The Passion, Redux
John Leo makes an interesting point:
My current theory is that Christians and Jews see two different films when they watch Mel Gibson’s “The Passion of the Christ.”
His explanation seems reasonable to me:
Jews don’t understand why Christians don’t seem to get this. They tend to think that Christians are either blind to the movie’s message, or insensitive to the feelings of Jews. I don’t think that’s it. I think the emotional impact of this film was so powerful that it tended to blot out concerns about history, accuracy and blame.
These concerns dominated among intellectuals and media types. But ordinary Christians were so overwhelmed by the film that they didn’t much want to involve themselves in yet another debate about whether a few Jews or a few Romans were mostly responsible for killing Jesus.
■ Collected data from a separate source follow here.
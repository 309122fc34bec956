//! Use-case port implementations for [`MemoryRepository`].

use async_trait::async_trait;

use restvoice_core::usecase::{
    ActivitiesPort, CreateActivityPort, CreateBookingPort, CreateCustomerPort, CreateInvoicePort,
    CreateProjectPort, CreateRatePort, CustomersPort, DeleteBookingPort, GetInvoicePort,
    InvoiceOwnershipPort, ProjectsPort, UpdateInvoicePort,
};
use restvoice_core::{
    Activity, Booking, Customer, Invoice, Project, Rate, RepositoryError,
};

use crate::store::MemoryRepository;

#[async_trait]
impl CreateActivityPort for MemoryRepository {
    async fn create_activity(&self, activity: Activity) -> Result<Activity, RepositoryError> {
        Ok(MemoryRepository::create_activity(self, activity).await)
    }
}

#[async_trait]
impl ActivitiesPort for MemoryRepository {
    async fn activities(&self, user_id: &str) -> Vec<Activity> {
        MemoryRepository::activities(self, user_id).await
    }
}

#[async_trait]
impl CreateBookingPort for MemoryRepository {
    async fn invoice(&self, id: u64) -> Option<Invoice> {
        MemoryRepository::invoice(self, id, false).await
    }

    async fn create_booking(&self, booking: Booking) -> Result<Booking, RepositoryError> {
        MemoryRepository::create_booking(self, booking).await
    }
}

#[async_trait]
impl DeleteBookingPort for MemoryRepository {
    async fn invoice(&self, id: u64) -> Option<Invoice> {
        MemoryRepository::invoice(self, id, false).await
    }

    async fn delete_booking(&self, invoice_id: u64, booking_id: u64) -> Result<(), RepositoryError> {
        MemoryRepository::delete_booking(self, invoice_id, booking_id).await
    }
}

#[async_trait]
impl CreateCustomerPort for MemoryRepository {
    async fn create_customer(&self, customer: Customer) -> Result<Customer, RepositoryError> {
        Ok(MemoryRepository::create_customer(self, customer).await)
    }
}

#[async_trait]
impl CustomersPort for MemoryRepository {
    async fn customers(&self) -> Vec<Customer> {
        MemoryRepository::customers(self).await
    }
}

#[async_trait]
impl CreateProjectPort for MemoryRepository {
    async fn create_project(&self, project: Project) -> Result<Project, RepositoryError> {
        MemoryRepository::create_project(self, project).await
    }
}

#[async_trait]
impl ProjectsPort for MemoryRepository {
    async fn projects(&self, customer_id: u64) -> Vec<Project> {
        MemoryRepository::projects(self, customer_id).await
    }
}

#[async_trait]
impl CreateRatePort for MemoryRepository {
    async fn create_rate(&self, rate: Rate) -> Result<Rate, RepositoryError> {
        MemoryRepository::create_rate(self, rate).await
    }
}

#[async_trait]
impl CreateInvoicePort for MemoryRepository {
    async fn create_invoice(&self, invoice: Invoice) -> Result<Invoice, RepositoryError> {
        MemoryRepository::create_invoice(self, invoice).await
    }
}

#[async_trait]
impl GetInvoicePort for MemoryRepository {
    async fn get_invoice(&self, id: u64, with_bookings: bool) -> Option<Invoice> {
        MemoryRepository::invoice(self, id, with_bookings).await
    }
}

#[async_trait]
impl UpdateInvoicePort for MemoryRepository {
    async fn activity_by_id(&self, user_id: &str, activity_id: u64) -> Option<Activity> {
        MemoryRepository::activity(self, user_id, activity_id).await
    }

    async fn bookings_by_invoice_id(&self, invoice_id: u64) -> Vec<Booking> {
        MemoryRepository::bookings_by_invoice(self, invoice_id).await
    }

    async fn rate_by_project_and_activity(
        &self,
        project_id: u64,
        activity_id: u64,
    ) -> Option<Rate> {
        MemoryRepository::rate(self, project_id, activity_id).await
    }

    async fn update_invoice(&self, invoice: Invoice) -> Result<(), RepositoryError> {
        MemoryRepository::update_invoice(self, invoice).await
    }
}

#[async_trait]
impl InvoiceOwnershipPort for MemoryRepository {
    async fn invoice(&self, id: u64) -> Option<Invoice> {
        MemoryRepository::invoice(self, id, false).await
    }

    async fn customer(&self, id: u64) -> Option<Customer> {
        MemoryRepository::customer(self, id).await
    }
}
This was the first movie, available to a mass audience, that powerfully portrayed the scope of Jesus’s sacrifice and what it means for the way Christians lead their own lives. That’s why so many came out of the theater shaken, weeping or talking about their need to become better Christians. Nobody came out wanting to talk about Mel Gibson’s father.
***
There’s also a culture-war aspect to the film. Christians are very much aware that they are increasingly held in contempt by so many in the elites and the arts community. This treatment is everywhere, and runs from anti-Christian plays and movies to dung-and-porn-covered madonnas and attempts to degrade Christians symbols and rituals, such as the ridiculous and swishy Jesus figures in gay parades. After a year-long campaign to destroy Gibson’s movie before anybody had seen it, the New York Times ran a review of the film that compared “The Passion of the Christ” to a Simpsons episode. What are the odds that a Times reviewer would compare a serious black play to an episode of Amos and Andy?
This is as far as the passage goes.